Historically and in fiction the supposed signs of ‘psychosomatic illnesses’ overlap with the signs of ‘malingering‘ and potentially include:
- doesn’t make medical/scientific sense, eg paralysis when there is no evidence of nerve damage
- involves voluntary actions, but not reflexes, eg blinking when object approaches the eye in hysterical blindness
- inconsistent or variable presentation, eg a paralysis that disappears when no medical observer is present or disappears when needed to prevent a fall, or the presence of mutism when talking to some people but not to others
In the world of popular culture, if not psychiatry, these concepts grew out of Freudian Psychoanalysis and the First World War understanding of shell shock.
However, I don’t know if there are any clear cut demonstrable examples of illnesses involving the above, and in most real life situations things are much more complex.

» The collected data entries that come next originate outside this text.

use super::MemorySpace;
use super::access;
use crate::error::fatal;

/// Non-fatal form of [`verify_access`].
#[must_use]
pub fn can_access(executing: MemorySpace, target: MemorySpace) -> bool {
    access::accessible(executing, target)
}

/// Checks, at a kernel-launch boundary, that code running in `executing` may
/// dereference memory in `target`.
///
/// Returns only when the access is legal; otherwise the calling task is
/// terminated.
#[track_caller]
pub fn verify_access(executing: MemorySpace, target: MemorySpace) {
    if !can_access(executing, target) {
        fatal(&format!(
            "compute running in {executing} attempted to access memory in {target}"
        ));
    }
}

/// Same as [`verify_access`]; `ptr` only appears in the message.
#[track_caller]
pub fn verify_access_ptr(executing: MemorySpace, target: MemorySpace, ptr: *const u8) {
    if !can_access(executing, target) {
        fatal(&format!(
            "compute running in {executing} attempted to access memory in {target} at {ptr:p}"
        ));
    }
}

#[cfg(test)]
mod tests {
    use super::*;
    use std::panic;

    #[test]
    fn legal_access_returns() {
        verify_access(MemorySpace::RestrictedDevice, MemorySpace::ManagedUnified);
        verify_access(MemorySpace::RestrictedDevice, MemorySpace::PinnedHost);
        verify_access_ptr(MemorySpace::Device, MemorySpace::Device, std::ptr::null());
    }

    #[test]
    #[should_panic(
        expected = "compute running in RestrictedDeviceSpace attempted to access memory in HostSpace"
    )]
    fn device_touching_host_is_fatal() {
        verify_access(MemorySpace::RestrictedDevice, MemorySpace::Host);
    }

    #[test]
    #[should_panic(expected = "attempted to access memory in RestrictedDeviceSpace at 0x")]
    fn pointer_overload_names_the_address() {
        verify_access_ptr(MemorySpace::Host, MemorySpace::RestrictedDevice, 0x1000 as *const u8);
    }

    #[test]
    fn verify_is_noop_iff_accessible() {
        for a in MemorySpace::ALL {
            for b in MemorySpace::ALL {
                let returned = panic::catch_unwind(|| verify_access(a, b)).is_ok();
                assert_eq!(returned, access::accessible(a, b), "{a} -> {b}");
            }
        }
    }
}
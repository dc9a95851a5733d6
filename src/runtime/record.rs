use super::texture::TextureObject;
use crate::driver::TextureHandle;
use crate::space::MemorySpace;
use crate::utils::format_bytes;
use std::fmt;
use std::sync::atomic::{AtomicU64, AtomicUsize, Ordering};
use std::sync::{Arc, Mutex, MutexGuard, PoisonError};

/// Routine that releases a record's storage: `(space, ptr, size)`.
pub type DeallocFn = Arc<dyn Fn(MemorySpace, *mut u8, usize) + Send + Sync>;

/// Process-unique identity of an allocation record. Survives reallocation.
#[derive(Debug, Clone, Copy, PartialEq, Eq, Hash, PartialOrd, Ord)]
pub struct RecordId(u64);

impl RecordId {
    fn next() -> Self {
        static COUNTER: AtomicU64 = AtomicU64::new(1);
        Self(COUNTER.fetch_add(1, Ordering::Relaxed))
    }

    #[must_use]
    pub const fn value(self) -> u64 {
        self.0
    }
}

/// Mutable part of a record, guarded by the record's mutex.
pub(crate) struct RecordState {
    pub(crate) ptr: *mut u8,
    pub(crate) size: usize,
    pub(crate) texture: Option<TextureObject>,
    pub(crate) dealloc: Option<DeallocFn>,
}

impl RecordState {
    /// Set once the last reference is gone and the storage has been freed.
    pub(crate) fn is_released(&self) -> bool {
        self.ptr.is_null()
    }
}

// The pointer is only an address here; access to the bytes goes through the driver.
unsafe impl Send for RecordState {}

/// Tracking metadata for one buffer: label, size, space, reference count,
/// deallocation routine and the cached texture handle.
///
/// Records are only created by the registry's allocate entry points.
pub struct AllocationRecord {
    id: RecordId,
    space: MemorySpace,
    label: String,
    ref_count: AtomicUsize,
    state: Mutex<RecordState>,
}

impl AllocationRecord {
    pub(crate) fn new(
        space: MemorySpace,
        label: String,
        ptr: *mut u8,
        size: usize,
        dealloc: DeallocFn,
    ) -> Self {
        Self {
            id: RecordId::next(),
            space,
            label,
            ref_count: AtomicUsize::new(1),
            state: Mutex::new(RecordState {
                ptr,
                size,
                texture: None,
                dealloc: Some(dealloc),
            }),
        }
    }

    #[must_use]
    pub const fn id(&self) -> RecordId {
        self.id
    }

    #[must_use]
    pub const fn space(&self) -> MemorySpace {
        self.space
    }

    #[must_use]
    pub fn label(&self) -> &str {
        &self.label
    }

    /// Current base address of the allocation. Null once released.
    #[must_use]
    pub fn ptr(&self) -> *mut u8 {
        self.lock_state().ptr
    }

    /// Current size of the allocation in bytes. Zero once released.
    #[must_use]
    pub fn size(&self) -> usize {
        self.lock_state().size
    }

    /// Whether the storage has been freed. A released record stays readable
    /// through outstanding `Arc`s but can no longer be used.
    #[must_use]
    pub fn is_released(&self) -> bool {
        self.lock_state().is_released()
    }

    #[must_use]
    pub fn ref_count(&self) -> usize {
        self.ref_count.load(Ordering::Acquire)
    }

    /// The cached texture handle, if one has been attached.
    #[must_use]
    pub fn texture(&self) -> Option<TextureHandle> {
        self.lock_state().texture.map(|t| t.handle)
    }

    #[must_use]
    pub fn snapshot(&self) -> RecordSnapshot {
        let state = self.lock_state();
        RecordSnapshot {
            id: self.id,
            space: self.space,
            label: self.label.clone(),
            addr: state.ptr as usize,
            size: state.size,
            ref_count: self.ref_count(),
            texture: state.texture.map(|t| t.handle),
        }
    }

    pub(crate) fn lock_state(&self) -> MutexGuard<'_, RecordState> {
        self.state.lock().unwrap_or_else(PoisonError::into_inner)
    }

    pub(crate) fn increment(&self) -> usize {
        self.ref_count.fetch_add(1, Ordering::AcqRel) + 1
    }

    /// Returns the count after the decrement.
    pub(crate) fn decrement(&self) -> usize {
        let previous = self.ref_count.fetch_sub(1, Ordering::AcqRel);
        debug_assert!(previous > 0, "record {} released below zero", self.id.0);
        previous - 1
    }
}

impl fmt::Debug for AllocationRecord {
    fn fmt(&self, f: &mut fmt::Formatter<'_>) -> fmt::Result {
        let state = self.lock_state();
        f.debug_struct("AllocationRecord")
            .field("id", &self.id)
            .field("space", &self.space)
            .field("label", &self.label)
            .field("ptr", &state.ptr)
            .field("size", &state.size)
            .field("ref_count", &self.ref_count())
            .field("texture", &state.texture)
            .finish()
    }
}

/// Point-in-time copy of a record for diagnostics.
#[derive(Debug, Clone, PartialEq, Eq)]
pub struct RecordSnapshot {
    pub id: RecordId,
    pub space: MemorySpace,
    pub label: String,
    pub addr: usize,
    pub size: usize,
    pub ref_count: usize,
    pub texture: Option<TextureHandle>,
}

impl fmt::Display for RecordSnapshot {
    fn fmt(&self, f: &mut fmt::Formatter<'_>) -> fmt::Result {
        write!(
            f,
            "{}: 0x{:012x} + {} ({}) rc={} \"{}\"",
            self.space,
            self.addr,
            self.size,
            format_bytes(self.size),
            self.ref_count,
            self.label
        )?;
        if let Some(tex) = self.texture {
            write!(f, " tex={}", tex.0)?;
        }
        Ok(())
    }
}

#[cfg(test)]
mod tests {
    use super::*;

    fn noop() -> DeallocFn {
        Arc::new(|_, _, _| {})
    }

    #[test]
    fn ids_are_unique() {
        let a = AllocationRecord::new(MemorySpace::Device, "a".into(), 0x100 as *mut u8, 8, noop());
        let b = AllocationRecord::new(MemorySpace::Device, "b".into(), 0x200 as *mut u8, 8, noop());
        assert_ne!(a.id(), b.id());
    }

    #[test]
    fn counts_up_and_down() {
        let r = AllocationRecord::new(MemorySpace::Host, "r".into(), 0x100 as *mut u8, 8, noop());
        assert_eq!(r.ref_count(), 1);
        assert_eq!(r.increment(), 2);
        assert_eq!(r.decrement(), 1);
        assert_eq!(r.decrement(), 0);
    }

    #[test]
    fn snapshot_display() {
        let r = AllocationRecord::new(
            MemorySpace::RestrictedDevice,
            "weights".into(),
            0x1000 as *mut u8,
            2048,
            noop(),
        );
        let line = r.snapshot().to_string();
        assert_eq!(
            line,
            "RestrictedDeviceSpace: 0x000000001000 + 2048 (2.00 KiB) rc=1 \"weights\""
        );
    }
}
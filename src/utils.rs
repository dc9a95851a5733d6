#![allow(clippy::cast_precision_loss)]

const KIB: usize = 1 << 10;
const MIB: usize = 1 << 20;
const GIB: usize = 1 << 30;

/// Rounds `val` up to the next multiple of `align` (a power of two).
#[must_use]
pub const fn align_up(val: usize, align: usize) -> usize {
    (val + align - 1) & !(align - 1)
}

/// Human readable byte count (`"1.50 KiB"`).
#[must_use]
pub fn format_bytes(bytes: usize) -> String {
    match bytes {
        b if b >= GIB => format!("{:.2} GiB", b as f64 / GIB as f64),
        b if b >= MIB => format!("{:.2} MiB", b as f64 / MIB as f64),
        b if b >= KIB => format!("{:.2} KiB", b as f64 / KIB as f64),
        b => format!("{b} B"),
    }
}

#[cfg(test)]
mod tests {
    use super::*;

    #[test]
    fn align_up_rounds_to_boundary() {
        assert_eq!(align_up(0, 256), 0);
        assert_eq!(align_up(1, 256), 256);
        assert_eq!(align_up(256, 256), 256);
        assert_eq!(align_up(257, 64), 320);
    }

    #[test]
    fn format_bytes_picks_unit() {
        assert_eq!(format_bytes(12), "12 B");
        assert_eq!(format_bytes(1536), "1.50 KiB");
        assert_eq!(format_bytes(3 * MIB), "3.00 MiB");
    }
}
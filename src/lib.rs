//! Memory-space bookkeeping for heterogeneous host/accelerator systems.
//!
//! * [`space`]: the memory spaces, the accessibility matrix between them and
//!   the execution-access guard.
//! * [`driver`]: the contracts this crate needs from a device backend, plus a
//!   host-backed reference implementation.
//! * [`runtime`]: reference-counted allocation records, texture handles and
//!   deep-copy dispatch.

pub mod config;
pub mod driver;
pub mod error;
pub mod runtime;
pub mod space;
pub mod utils;

pub use error::{SpaceError, SpaceResult};
pub use space::MemorySpace;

For example to say something does not make scientific/medical sense depends entirely on our current state of medical knowledge and ignores conditions like MS that were previously understood to psychiatric but are now known to be neurological. Because a complex condition is currently poorly understood this is not of itself evidence that is psychosomatic. Also variability of does not necessarily mean a psychological basis, it may as likely mean we do not understand the triggers or causes of the symptoms. Because we currently fail to identify the patterns does not mean that patterns do not exist.